Atherosclerotic narrowing of the proximal internal carotid artery is an important mechanism in ischemic stroke. Optimal medical management of internal carotid stenosis includes antiplatelet agent and statin administration, blood pressure reduction, weight control, and smoking cessation. Decisions regarding the use of invasive procedures to treat carotid disease--specifically carotid endarterectomy and carotid angioplasty and stenting--must weigh the long-term risk reduction in ipsilateral ischemic stroke against the immediate intervention risks. Clinical trials evaluating the benefits of carotid endarterectomy were conducted before widespread use of statins and newer blood pressure-lowering agents such as angiotensin-receptor blockers; it is unclear what impact this may have had on trial results. Regardless, carotid endarterectomy is clearly superior to medical therapy for patients with symptomatic severe stenosis. Conversely, the benefit from endarterectomy is muted in individuals with symptomatic moderate stenosis or asymptomatic stenosis, and decisions regarding surgical intervention must incorporate surgeon proficiency and patient comorbidity. Currently, there is a lack of evidence to support the use of carotid artery angioplasty and stenting in the routine management of carotid disease. Selected patients with severe symptomatic stenosis for whom endarterectomy cannot be safely performed may still benefit from endovascular management. However, it is unlikely that asymptomatic patients or symptomatic patients with moderate stenosis considered at high risk for endarterectomy would benefit from any intervention.
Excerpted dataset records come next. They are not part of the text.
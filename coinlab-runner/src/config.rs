//! Pipeline configuration loaded from TOML.
//!
//! Every field has a default, so an empty file is a valid configuration:
//!
//! ```toml
//! window_sizes = [7, 14, 30, 90, 180, 365]
//! assets = ["bitcoin", "ethereum"]   # empty = discover *_{days}d.csv in raw_dir
//! raw_dir = "data/raw"
//! output_dir = "data/processed"
//! allow_partial = true
//! vs_currency = "usd"
//! days = 365
//!
//! [backoff]
//! inter_request_delay = 30.0
//! base_retry_delay = 5.0
//! max_retries = 3
//! ```

use coinlab_core::data::BackoffPolicy;
use coinlab_core::domain::{WindowError, WindowSet, DEFAULT_WINDOWS};
use serde::{Deserialize, Serialize};
use std::path::{Path, PathBuf};
use thiserror::Error;

#[derive(Debug, Error)]
pub enum ConfigError {
    #[error("failed to read config {path}: {source}")]
    Read {
        path: String,
        #[source]
        source: std::io::Error,
    },

    #[error("invalid config TOML: {0}")]
    Parse(#[from] toml::de::Error),

    #[error("invalid window_sizes: {0}")]
    Windows(#[from] WindowError),

    #[error("days must be at least 1")]
    ZeroDays,

    #[error("vs_currency must not be empty")]
    EmptyCurrency,

    #[error("asset id '{0}' is not usable as a file name prefix")]
    BadAssetId(String),
}

/// Everything a pipeline run needs. Paths are never global; callers pass
/// this value (or pieces of it) explicitly.
#[derive(Debug, Clone, PartialEq, Serialize, Deserialize)]
#[serde(default, deny_unknown_fields)]
pub struct PipelineConfig {
    pub window_sizes: Vec<usize>,
    /// Assets to process, in output order. Empty means "every raw file found".
    pub assets: Vec<String>,
    pub raw_dir: PathBuf,
    pub output_dir: PathBuf,
    /// Keep going when some (but not all) assets fail.
    pub allow_partial: bool,
    pub vs_currency: String,
    /// History length, in days, that raw files were downloaded with.
    pub days: u32,
    pub backoff: BackoffPolicy,
}

impl Default for PipelineConfig {
    fn default() -> Self {
        Self {
            window_sizes: DEFAULT_WINDOWS.to_vec(),
            assets: Vec::new(),
            raw_dir: PathBuf::from("data/raw"),
            output_dir: PathBuf::from("data/processed"),
            allow_partial: true,
            vs_currency: "usd".to_string(),
            days: 365,
            backoff: BackoffPolicy::default(),
        }
    }
}

impl PipelineConfig {
    pub fn from_toml(content: &str) -> Result<Self, ConfigError> {
        let config: Self = toml::from_str(content)?;
        config.validate()?;
        Ok(config)
    }

    pub fn from_file(path: &Path) -> Result<Self, ConfigError> {
        let content = std::fs::read_to_string(path).map_err(|source| ConfigError::Read {
            path: path.display().to_string(),
            source,
        })?;
        Self::from_toml(&content)
    }

    pub fn to_toml(&self) -> Result<String, toml::ser::Error> {
        toml::to_string_pretty(self)
    }

    /// The validated window set. Rejects zero and empty.
    pub fn window_set(&self) -> Result<WindowSet, ConfigError> {
        Ok(WindowSet::new(self.window_sizes.iter().copied())?)
    }

    pub fn validate(&self) -> Result<(), ConfigError> {
        self.window_set()?;
        if self.days == 0 {
            return Err(ConfigError::ZeroDays);
        }
        if self.vs_currency.trim().is_empty() {
            return Err(ConfigError::EmptyCurrency);
        }
        // Asset ids become `{asset}_{days}d.csv`; the id is read back as the
        // stem prefix before the first '_'.
        if let Some(bad) = self
            .assets
            .iter()
            .find(|a| a.is_empty() || a.contains(['_', '/', '\\']))
        {
            return Err(ConfigError::BadAssetId(bad.clone()));
        }
        Ok(())
    }
}

#[cfg(test)]
mod tests {
    use super::*;
    use std::time::Duration;

    #[test]
    fn empty_file_is_all_defaults() {
        let config = PipelineConfig::from_toml("").unwrap();
        assert_eq!(config, PipelineConfig::default());
        assert!(config.allow_partial);
        assert_eq!(config.window_set().unwrap(), WindowSet::default());
    }

    #[test]
    fn parses_full_file() {
        let config = PipelineConfig::from_toml(
            r#"
            window_sizes = [30, 7]
            assets = ["bitcoin", "solana"]
            raw_dir = "/tmp/raw"
            output_dir = "/tmp/out"
            allow_partial = false
            vs_currency = "eur"
            days = 90

            [backoff]
            inter_request_delay = 1.5
            max_retries = 5
            "#,
        )
        .unwrap();

        assert_eq!(config.window_set().unwrap().as_slice(), &[7, 30]);
        assert_eq!(config.assets, vec!["bitcoin", "solana"]);
        assert_eq!(config.raw_dir, PathBuf::from("/tmp/raw"));
        assert!(!config.allow_partial);
        assert_eq!(config.days, 90);
        assert_eq!(config.backoff.inter_request_delay, Duration::from_millis(1500));
        assert_eq!(config.backoff.max_retries, 5);
        assert_eq!(config.backoff.base_retry_delay, BackoffPolicy::default().base_retry_delay);
    }

    #[test]
    fn zero_window_is_rejected() {
        let err = PipelineConfig::from_toml("window_sizes = [7, 0]").unwrap_err();
        assert!(matches!(err, ConfigError::Windows(WindowError::ZeroWindow(0))));
    }

    #[test]
    fn empty_windows_are_rejected() {
        let err = PipelineConfig::from_toml("window_sizes = []").unwrap_err();
        assert!(matches!(err, ConfigError::Windows(WindowError::Empty)));
    }

    #[test]
    fn unknown_keys_are_rejected() {
        assert!(matches!(
            PipelineConfig::from_toml("windows = [7]"),
            Err(ConfigError::Parse(_))
        ));
    }

    #[test]
    fn underscore_in_asset_id_is_rejected() {
        let err = PipelineConfig::from_toml(r#"assets = ["wrapped_bitcoin"]"#).unwrap_err();
        assert!(matches!(err, ConfigError::BadAssetId(a) if a == "wrapped_bitcoin"));
    }

    #[test]
    fn toml_round_trip() {
        let config = PipelineConfig {
            assets: vec!["bitcoin".into()],
            ..Default::default()
        };
        let text = config.to_toml().unwrap();
        assert_eq!(PipelineConfig::from_toml(&text).unwrap(), config);
    }

    #[test]
    fn from_file_reports_path() {
        let err = PipelineConfig::from_file(Path::new("/definitely/not/here.toml")).unwrap_err();
        assert!(err.to_string().contains("/definitely/not/here.toml"));
    }
}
颈内动脉起始部粥样硬化性狭窄是缺血性脑卒中的重要发病机制。颈内动脉狭窄的最佳药物治疗包括抗血小板药物和他汀类药物的应用、降压、控制体重和戒烟。决定是否采用有创手段治疗颈动脉疾病(具体包括颈动脉内膜切除术和颈动脉血管成形术及支架置入术),必须权衡同侧缺血性脑卒中的长期风险降低与即刻干预风险。评估颈动脉内膜切除术获益的临床试验在他汀类药物和新型降压药物(如血管紧张素受体阻滞剂)广泛应用之前开展;目前尚不清楚这对试验结果可能产生的影响。无论如何,对于有症状的重度狭窄患者,颈动脉内膜切除术明显优于药物治疗。相反,对于有症状的中度狭窄或无症状狭窄患者,内膜切除术的获益较小,手术干预的决策必须综合考虑外科医生的熟练程度和患者的合并症情况。目前,缺乏证据支持在常规颈动脉疾病管理中应用颈动脉血管成形术及支架置入术。对于不能安全进行内膜切除术的重度有症状狭窄的某些患者,血管内治疗仍可能获益。然而,对于无症状患者或有症状但内膜切除术风险较高的中度狭窄患者,任何干预可能都无益。